▶ WHAT YOU WILL DO
An exact restatement of the records below is expected.

:: TASK DATA ::

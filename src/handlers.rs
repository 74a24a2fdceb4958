use std::{
    path::{Path, PathBuf},
    sync::Arc,
};

use axum::{
    extract::{multipart::MultipartRejection, Multipart, State},
    response::Html,
    Json,
};
use percent_encoding::{utf8_percent_encode, AsciiSet, CONTROLS};
use serde_json::json;
use tracing::info;

use crate::{
    error::LookupError,
    mask::{self, PathProbe},
    results::ResultsTable,
    upload::{self, unique_token},
    views::{self, ResultView},
};

pub const UPLOADS_URL_PREFIX: &str = "/static/uploads";
pub const RESULTS_URL_PREFIX: &str = "/static/results";

// Characters escaped inside a single URL path segment.
const SEGMENT: &AsciiSet = &CONTROLS
    .add(b' ')
    .add(b'"')
    .add(b'#')
    .add(b'%')
    .add(b'/')
    .add(b'<')
    .add(b'>')
    .add(b'?')
    .add(b'`')
    .add(b'{')
    .add(b'}')
    .add(b'\\')
    .add(b'^')
    .add(b'|');

/// Shared, read-only state built once at startup.
pub struct AppState {
    pub table: ResultsTable,
    pub mask_root: PathBuf,
    pub upload_dir: PathBuf,
    pub results_dir: PathBuf,
    pub probe: Box<dyn PathProbe>,
}

pub type SharedState = Arc<AppState>;

pub fn public_url(prefix: &str, file_name: &str) -> String {
    format!("{}/{}", prefix, utf8_percent_encode(file_name, SEGMENT))
}

pub async fn index() -> Html<String> {
    Html(views::upload_page(None))
}

pub async fn lookup_handler(
    State(state): State<SharedState>,
    multipart: Result<Multipart, MultipartRejection>,
) -> Result<Html<String>, LookupError> {
    // a form posted without multipart encoding carries no file
    let multipart = multipart?;
    let uploaded = upload::receive(multipart, &state.upload_dir).await?;
    let view = lookup_and_publish(&state, &uploaded.original_filename, &uploaded.storage_name).await?;
    Ok(Html(views::result_page(&view)))
}

/// Joins an already stored upload against the results table and publishes
/// its mask. The upload stays on disk whatever the outcome.
pub async fn lookup_and_publish(
    state: &AppState,
    filename: &str,
    storage_name: &str,
) -> Result<ResultView, LookupError> {
    let row = state
        .table
        .lookup(filename)
        .ok_or_else(|| LookupError::UnknownFilename(filename.to_string()))?;

    let mask_src = mask::resolve(&state.mask_root, &row.label, filename, state.probe.as_ref())
        .ok_or_else(|| LookupError::MaskNotFound(filename.to_string()))?;

    let mask_name = publish_mask(&mask_src, &state.results_dir).await?;
    info!(
        "lookup {} -> {} ({:.1}%), mask {}",
        filename, row.label, row.infected_pct_leaf, mask_name
    );

    Ok(ResultView {
        label: row.label.clone(),
        infected_pct: row.infected_pct_leaf,
        original_url: public_url(UPLOADS_URL_PREFIX, storage_name),
        mask_url: public_url(RESULTS_URL_PREFIX, &mask_name),
    })
}

/// Copies the mask into the public results directory under a fresh name.
async fn publish_mask(mask_src: &Path, results_dir: &Path) -> Result<String, LookupError> {
    let dest_name = format!("{}_mask.png", unique_token());
    tokio::fs::copy(mask_src, results_dir.join(&dest_name)).await?;
    Ok(dest_name)
}

pub async fn health_check() -> Json<serde_json::Value> {
    Json(json!({ "status": "OK" }))
}
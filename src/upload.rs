use std::path::{Path, PathBuf};

use axum::extract::Multipart;
use image::ImageFormat;
use tracing::debug;
use uuid::Uuid;

use crate::error::LookupError;

/// Multipart field carrying the image.
pub const IMAGE_FIELD: &str = "image";
const ALLOWED_EXTENSIONS: [&str; 3] = ["png", "jpg", "jpeg"];

/// A validated upload that has been written to the upload directory.
#[derive(Debug, Clone)]
pub struct UploadedImage {
    /// Client-supplied name, used verbatim as the lookup key.
    pub original_filename: String,
    pub format: ImageFormat,
    pub storage_name: String,
    pub storage_path: PathBuf,
}

/// Random hex token for stored file names.
pub fn unique_token() -> String {
    Uuid::new_v4().simple().to_string()
}

/// Image format for `filename`, judged only by the text after its last dot.
pub fn allowed_format(filename: &str) -> Option<ImageFormat> {
    let (_, ext) = filename.rsplit_once('.')?;
    let ext = ext.to_ascii_lowercase();
    if !ALLOWED_EXTENSIONS.contains(&ext.as_str()) {
        return None;
    }
    ImageFormat::from_extension(&ext)
}

fn is_safe_filename(filename: &str) -> bool {
    !(filename == "." || filename == ".." || filename.contains(['/', '\\', '\0']))
}

/// Checks the client filename without touching the disk.
pub fn validate(filename: Option<&str>) -> Result<(String, ImageFormat), LookupError> {
    let filename = match filename {
        Some(name) if !name.is_empty() => name,
        _ => return Err(LookupError::MissingUpload),
    };
    let format = allowed_format(filename).ok_or(LookupError::InvalidFileType)?;
    if !is_safe_filename(filename) {
        return Err(LookupError::InvalidFileName);
    }
    Ok((filename.to_string(), format))
}

/// Pulls the image field out of the form, validates it and stores it as
/// `<hex>_<original filename>` under `upload_dir`. Nothing is written when
/// validation fails.
pub async fn receive(
    mut multipart: Multipart,
    upload_dir: &Path,
) -> Result<UploadedImage, LookupError> {
    while let Some(field) = multipart.next_field().await? {
        if field.name() != Some(IMAGE_FIELD) {
            continue;
        }

        let (original_filename, format) = validate(field.file_name())?;
        let data = field.bytes().await?;

        let storage_name = format!("{}_{}", unique_token(), original_filename);
        let storage_path = upload_dir.join(&storage_name);
        tokio::fs::write(&storage_path, &data).await?;
        debug!(
            "stored upload {} ({:?}, {} bytes) as {}",
            original_filename,
            format,
            data.len(),
            storage_path.display()
        );

        return Ok(UploadedImage {
            original_filename,
            format,
            storage_name,
            storage_path,
        });
    }

    Err(LookupError::MissingUpload)
}

#[cfg(test)]
mod tests {
    use super::*;

    #[test]
    fn accepts_png_and_jpeg_any_case() {
        assert_eq!(allowed_format("leaf.png"), Some(ImageFormat::Png));
        assert_eq!(allowed_format("leaf.JPG"), Some(ImageFormat::Jpeg));
        assert_eq!(allowed_format("leaf.old.jpeg"), Some(ImageFormat::Jpeg));
    }

    #[test]
    fn rejects_other_extensions() {
        assert_eq!(allowed_format("leaf.gif"), None);
        assert_eq!(allowed_format("notes.txt"), None);
        assert_eq!(allowed_format("leaf.png.exe"), None);
        assert_eq!(allowed_format("png"), None);
        assert_eq!(allowed_format("leaf."), None);
    }

    #[test]
    fn validate_reports_missing_then_type_then_name() {
        assert!(matches!(validate(None), Err(LookupError::MissingUpload)));
        assert!(matches!(validate(Some("")), Err(LookupError::MissingUpload)));
        assert!(matches!(
            validate(Some("leaf.gif")),
            Err(LookupError::InvalidFileType)
        ));
        assert!(matches!(
            validate(Some("../escape.png")),
            Err(LookupError::InvalidFileName)
        ));
        assert!(matches!(
            validate(Some("dir\\leaf.png")),
            Err(LookupError::InvalidFileName)
        ));

        let (name, format) = validate(Some("leaf001.jpg")).unwrap();
        assert_eq!(name, "leaf001.jpg");
        assert_eq!(format, ImageFormat::Jpeg);
    }

    #[test]
    fn tokens_are_hex_and_unique() {
        let a = unique_token();
        let b = unique_token();
        assert_eq!(a.len(), 32);
        assert!(a.chars().all(|c| c.is_ascii_hexdigit()));
        assert_ne!(a, b);
    }
}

:::

▶ RESPONSE TO THE TASK
filename src/handlers.rs
repository 74a24a2fdceb4958
use std::{
    path::{Path, PathBuf},
    sync::Arc,
};

use axum::{
    extract::{multipart::MultipartRejection, Multipart, State},
    response::Html,
    Json,
};
use percent_encoding::{utf8_percent_encode, AsciiSet, CONTROLS};
use serde_json::json;
use tracing::info;

use crate::{
    error::LookupError,
    mask::{self, PathProbe},
    results::ResultsTable,
    upload::{self, unique_token},
    views::{self, ResultView},
};

pub const UPLOADS_URL_PREFIX: &str = "/static/uploads";
pub const RESULTS_URL_PREFIX: &str = "/static/results";

// Characters escaped inside a single URL path segment.
const SEGMENT: &AsciiSet = &CONTROLS
    .add(b' ')
    .add(b'"')
    .add(b'#')
    .add(b'%')
    .add(b'/')
    .add(b'<')
    .add(b'>')
    .add(b'?')
    .add(b'`')
    .add(b'{')
    .add(b'}')
    .add(b'\\')
    .add(b'^')
    .add(b'|');

/// Shared, read-only state built once at startup.
pub struct AppState {
    pub table: ResultsTable,
    pub mask_root: PathBuf,
    pub upload_dir: PathBuf,
    pub results_dir: PathBuf,
    pub probe: Box<dyn PathProbe>,
}

pub type SharedState = Arc<AppState>;

pub fn public_url(prefix: &str, file_name: &str) -> String {
    format!("{}/{}", prefix, utf8_percent_encode(file_name, SEGMENT))
}

pub async fn index() -> Html<String> {
    Html(views::upload_page(None))
}

pub async fn lookup_handler(
    State(state): State<SharedState>,
    multipart: Result<Multipart, MultipartRejection>,
) -> Result<Html<String>, LookupError> {
    // a form posted without multipart encoding carries no file
    let multipart = multipart?;
    let uploaded = upload::receive(multipart, &state.upload_dir).await?;
    let view = lookup_and_publish(&state, &uploaded.original_filename, &uploaded.storage_name).await?;
    Ok(Html(views::result_page(&view)))
}

/// Joins an already stored upload against the results table and publishes
/// its mask. The upload stays on disk whatever the outcome.
pub async fn lookup_and_publish(
    state: &AppState,
    filename: &str,
    storage_name: &str,
) -> Result<ResultView, LookupError> {
    let row = state
        .table
        .lookup(filename)
        .ok_or_else(|| LookupError::UnknownFilename(filename.to_string()))?;

    let mask_src = mask::resolve(&state.mask_root, &row.label, filename, state.probe.as_ref())
        .ok_or_else(|| LookupError::MaskNotFound(filename.to_string()))?;

    let mask_name = publish_mask(&mask_src, &state.results_dir).await?;
    info!(
        "lookup {} -> {} ({:.1}%), mask {}",
        filename, row.label, row.infected_pct_leaf, mask_name
    );

    Ok(ResultView {
        label: row.label.clone(),
        infected_pct: row.infected_pct_leaf,
        original_url: public_url(UPLOADS_URL_PREFIX, storage_name),
        mask_url: public_url(RESULTS_URL_PREFIX, &mask_name),
    })
}

/// Copies the mask into the public results directory under a fresh name.
async fn publish_mask(mask_src: &Path, results_dir: &Path) -> Result<String, LookupError> {
    let dest_name = format!("{}_mask.png", unique_token());
    tokio::fs::copy(mask_src, results_dir.join(&dest_name)).await?;
    Ok(dest_name)
}

pub async fn health_check() -> Json<serde_json::Value> {
    Json(json!({ "status": "OK" }))
}
filename src/upload.rs
use std::path::{Path, PathBuf};

use axum::extract::Multipart;
use image::ImageFormat;
use tracing::debug;
use uuid::Uuid;

use crate::error::LookupError;

/// Multipart field carrying the image.
pub const IMAGE_FIELD: &str = "image";
const ALLOWED_EXTENSIONS: [&str; 3] = ["png", "jpg", "jpeg"];

/// A validated upload that has been written to the upload directory.
#[derive(Debug, Clone)]
pub struct UploadedImage {
    /// Client-supplied name, used verbatim as the lookup key.
    pub original_filename: String,
    pub format: ImageFormat,
    pub storage_name: String,
    pub storage_path: PathBuf,
}

/// Random hex token for stored file names.
pub fn unique_token() -> String {
    Uuid::new_v4().simple().to_string()
}

/// Image format for `filename`, judged only by the text after its last dot.
pub fn allowed_format(filename: &str) -> Option<ImageFormat> {
    let (_, ext) = filename.rsplit_once('.')?;
    let ext = ext.to_ascii_lowercase();
    if !ALLOWED_EXTENSIONS.contains(&ext.as_str()) {
        return None;
    }
    ImageFormat::from_extension(&ext)
}

fn is_safe_filename(filename: &str) -> bool {
    !(filename == "." || filename == ".." || filename.contains(['/', '\\', '\0']))
}

/// Checks the client filename without touching the disk.
pub fn validate(filename: Option<&str>) -> Result<(String, ImageFormat), LookupError> {
    let filename = match filename {
        Some(name) if !name.is_empty() => name,
        _ => return Err(LookupError::MissingUpload),
    };
    let format = allowed_format(filename).ok_or(LookupError::InvalidFileType)?;
    if !is_safe_filename(filename) {
        return Err(LookupError::InvalidFileName);
    }
    Ok((filename.to_string(), format))
}

/// Pulls the image field out of the form, validates it and stores it as
/// `<hex>_<original filename>` under `upload_dir`. Nothing is written when
/// validation fails.
pub async fn receive(
    mut multipart: Multipart,
    upload_dir: &Path,
) -> Result<UploadedImage, LookupError> {
    while let Some(field) = multipart.next_field().await? {
        if field.name() != Some(IMAGE_FIELD) {
            continue;
        }

        let (original_filename, format) = validate(field.file_name())?;
        let data = field.bytes().await?;

        let storage_name = format!("{}_{}", unique_token(), original_filename);
        let storage_path = upload_dir.join(&storage_name);
        tokio::fs::write(&storage_path, &data).await?;
        debug!(
            "stored upload {} ({:?}, {} bytes) as {}",
            original_filename,
            format,
            data.len(),
            storage_path.display()
        );

        return Ok(UploadedImage {
            original_filename,
            format,
            storage_name,
            storage_path,
        });
    }

    Err(LookupError::MissingUpload)
}

#[cfg(test)]
mod tests {
    use super::*;

    #[test]
    fn accepts_png_and_jpeg_any_case() {
        assert_eq!(allowed_format("leaf.png"), Some(ImageFormat::Png));
        assert_eq!(allowed_format("leaf.JPG"), Some(ImageFormat::Jpeg));
        assert_eq!(allowed_format("leaf.old.jpeg"), Some(ImageFormat::Jpeg));
    }

    #[test]
    fn rejects_other_extensions() {
        assert_eq!(allowed_format("leaf.gif"), None);
        assert_eq!(allowed_format("notes.txt"), None);
        assert_eq!(allowed_format("leaf.png.exe"), None);
        assert_eq!(allowed_format("png"), None);
        assert_eq!(allowed_format("leaf."), None);
    }

    #[test]
    fn validate_reports_missing_then_type_then_name() {
        assert!(matches!(validate(None), Err(LookupError::MissingUpload)));
        assert!(matches!(validate(Some("")), Err(LookupError::MissingUpload)));
        assert!(matches!(
            validate(Some("leaf.gif")),
            Err(LookupError::InvalidFileType)
        ));
        assert!(matches!(
            validate(Some("../escape.png")),
            Err(LookupError::InvalidFileName)
        ));
        assert!(matches!(
            validate(Some("dir\\leaf.png")),
            Err(LookupError::InvalidFileName)
        ));

        let (name, format) = validate(Some("leaf001.jpg")).unwrap();
        assert_eq!(name, "leaf001.jpg");
        assert_eq!(format, ImageFormat::Jpeg);
    }

    #[test]
    fn tokens_are_hex_and_unique() {
        let a = unique_token();
        let b = unique_token();
        assert_eq!(a.len(), 32);
        assert!(a.chars().all(|c| c.is_ascii_hexdigit()));
        assert_ne!(a, b);
    }
}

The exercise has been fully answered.